Baca berita tanpa iklan. Gabung Kompas.com+
Kompas.com - 11/03/2015, 15:08 WIB


Oleh: Khairul Fahmi

JAKARTA, KOMPAS - Setelah Komisi Pemberantasan Korupsi dan majalah Tempo, kini giliran Komisi Nasional Hak Asasi Manusia dikriminalkan. Begitu informasi yang diturunkan sejumlah media massa pada akhir pekan lalu.

Penyidik Badan Reserse Kriminal Polri melaporkan semua anggota Komnas HAM atas tuduhan telah melakukan pelecehan dan fitnah terhadap para penyidik melalui media massa karena memublikasikan hasil penyelidikannya.

Betapapun membungkus langkah tersebut sebagai suatu upaya hukum, tetap saja muncul pertanyaan: ada apa dengan kepolisian? Apakah tersebab masalah calon pemimpin tertingginya dibatalkan Presiden, lantas semua pihak yang dianggap tak sejalan justru diadukan atau dilekati tuduhan melanggar hukum? Terlebih pihak yang melaporkan adalah penyidik Polri. Fakta itu semakin meyakinkan publik betapa Polri tidak sedang dalam keadaan normal.

Lebih jauh dari itu, manuver dimaksud juga sulit melepaskannya dari kepentingan institusi Polri yang saat ini dipimpin para jenderal yang sebelumnya berseteru dengan KPK.

Pada saat yang sama, kecil pula kemungkinan hal itu tak terhubung dengan adanya "kesumat" terhadap institusi atau perorangan yang dinilai mengkritik, menyudutkan, atau bahkan menyalahkan berbagai langkah Polri ketika berhadapan dengan KPK. Oleh karena itu, menjadi wajar jika ada penilaian bahwa upaya ini jauh dari idealitas yang semestinya dilakukan institusi sekelas Polri.

Komnas HAM penentu

Menjauhnya Polri dari idealitas sikap yang semestinya itu semakin terang dengan menyerang lembaga negara, seperti Komnas HAM. Sikap ini memperlihatkan betapa rasionalitas semakin menjauh dari sikap dan kebijakan Polri.

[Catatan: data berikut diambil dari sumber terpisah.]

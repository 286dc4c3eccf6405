use contracts::domain::a002_contract_file::aggregate::{ContractFile, DownloadStatus};
use leptos::prelude::*;

use crate::domain::a001_contract::hook::use_contracts;
use crate::shared::date_utils::format_datetime;
use crate::shared::format::format_size;
use crate::shared::icons::icon;

fn status_class(status: DownloadStatus) -> &'static str {
    match status {
        DownloadStatus::Pending => "badge",
        DownloadStatus::Downloading => "badge badge--info",
        DownloadStatus::Completed => "badge badge--success",
        DownloadStatus::Failed => "badge badge--error",
    }
}

/// Файлы договора: просмотр, скачивание, обновление списка
#[component]
pub fn FilesPanel(
    #[prop(into)] contract_id: Signal<String>,
    /// Показать кнопку синхронизации с сервисом подписи
    #[prop(optional)]
    can_sync: bool,
) -> impl IntoView {
    let hook = use_contracts();

    Effect::new(move |_| {
        let id = contract_id.get();
        if !id.is_empty() {
            hook.load_files(id, false);
        }
    });

    let files = move || hook.files_of(&contract_id.get());
    let loading = move || hook.is_files_loading(&contract_id.get());

    let row = move |file: ContractFile| {
        let file_id = file.id.clone();
        let view_id = file.id.clone();
        let busy_id = file.id.clone();
        let status = file.download_status;
        view! {
            <tr>
                <td>{file.name.clone()}</td>
                <td>{file.kind.label()}</td>
                <td class="num">{format_size(file.size)}</td>
                <td><span class=status_class(status)>{status.label()}</span></td>
                <td>
                    {file
                        .downloaded_at
                        .map(|d| format_datetime(&d))
                        .unwrap_or_default()}
                </td>
                <td class="actions">
                    <button
                        class="button button--ghost"
                        title="Просмотр"
                        on:click=move |_| hook.view(view_id.clone())
                    >
                        {icon("view")}
                    </button>
                    <button
                        class="button button--ghost"
                        title="Скачать"
                        disabled=move || hook.is_downloading(&busy_id)
                        on:click=move |_| hook.download(contract_id.get_untracked(), file_id.clone())
                    >
                        {icon("download")}
                    </button>
                </td>
            </tr>
        }
    };

    view! {
        <div class="files-panel">
            <div class="files-panel__toolbar">
                <h3>"Файлы договора"</h3>
                <button
                    class="button button--secondary"
                    disabled=loading
                    on:click=move |_| hook.load_files(contract_id.get_untracked(), true)
                >
                    {icon("refresh")}
                    " Обновить"
                </button>
                <Show when=move || can_sync>
                    <button
                        class="button button--secondary"
                        disabled=loading
                        on:click=move |_| hook.sync_files(contract_id.get_untracked())
                    >
                        "Получить из сервиса подписи"
                    </button>
                </Show>
            </div>

            <Show
                when=move || !files().is_empty()
                fallback=move || view! {
                    <div class="files-panel__empty">
                        {move || if loading() { "Загрузка файлов..." } else { "Файлов нет" }}
                    </div>
                }
            >
                <table class="table">
                    <thead>
                        <tr>
                            <th>"Файл"</th>
                            <th>"Тип"</th>
                            <th>"Размер"</th>
                            <th>"Статус"</th>
                            <th>"Скачан"</th>
                            <th></th>
                        </tr>
                    </thead>
                    <tbody>
                        <For
                            each=files
                            key=|f| (f.id.clone(), f.download_status.as_str())
                            children=row
                        />
                    </tbody>
                </table>
            </Show>
        </div>
    }
}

Bahkan, langkah yang ditempuh semakin berjarak dengan arahan Presiden Joko Widodo terhadap Polri terkait kisruh Polri-KPK. Tidakkah Polri masih berada di bawah ketaatan terhadap sang Presiden? Pertanyaan yang mungkin hanya Presiden dan Wakil Kepala Polri yang dapat menjawabnya.

Terkait laporan tindak pidana yang dialamatkan kepada semua komisioner Komnas HAM, mesti diingat bahwa Komnas HAM adalah lembaga negara. Bahkan UU No 39/1999 tegas memberi pengakuan bahwa Komnas HAM merupakan lembaga mandiri yang kedudukannya setingkat dengan lembaga negara lainnya. Sebagai lembaga negara, sepanjang yang dilakukan sesuai dengan kewenangan yang dimiliki, siapa pun tidak dapat mempersoalkannya. Apalagi jika sekadar masalah informasi hasil penyelidikan yang mereka sampaikan melalui media massa.

Soal Komnas HAM memublikasikan hasil penyelidikannya, setidaknya mesti diingat tiga hal berikut. Pertama, sepanjang yang dipublikasikan adalah hasil temuan lembaga, diputuskan melalui mekanisme pengambilan keputusan lembaga, dan sesuai dengan kewenangannya, maka komisioner Komnas HAM tidak dapat dituntut secara pidana. Selain itu, ini bukanlah kali pertama Komnas HAM memublikasikan dugaan pelanggaran HAM yang dilakukan aparat kepolisian.

Kedua, Komnas HAM merupakan lembaga yang diberi kewenangan penuh oleh UU untuk menentukan informasi mana yang mesti dirahasiakan dan mana pula yang dapat dibuka kepada publik. Hal itu tegas diatur dalam Pasal 92 UU No 39/1999. Ketentuan tersebut menyatakan, Komnas HAM dapat menetapkan untuk merahasiakan atau membatasi penyebarluasan suatu keterangan atau bukti lain yang diperoleh Komnas HAM, yang berkaitan dengan materi pengaduan atau pemantauan.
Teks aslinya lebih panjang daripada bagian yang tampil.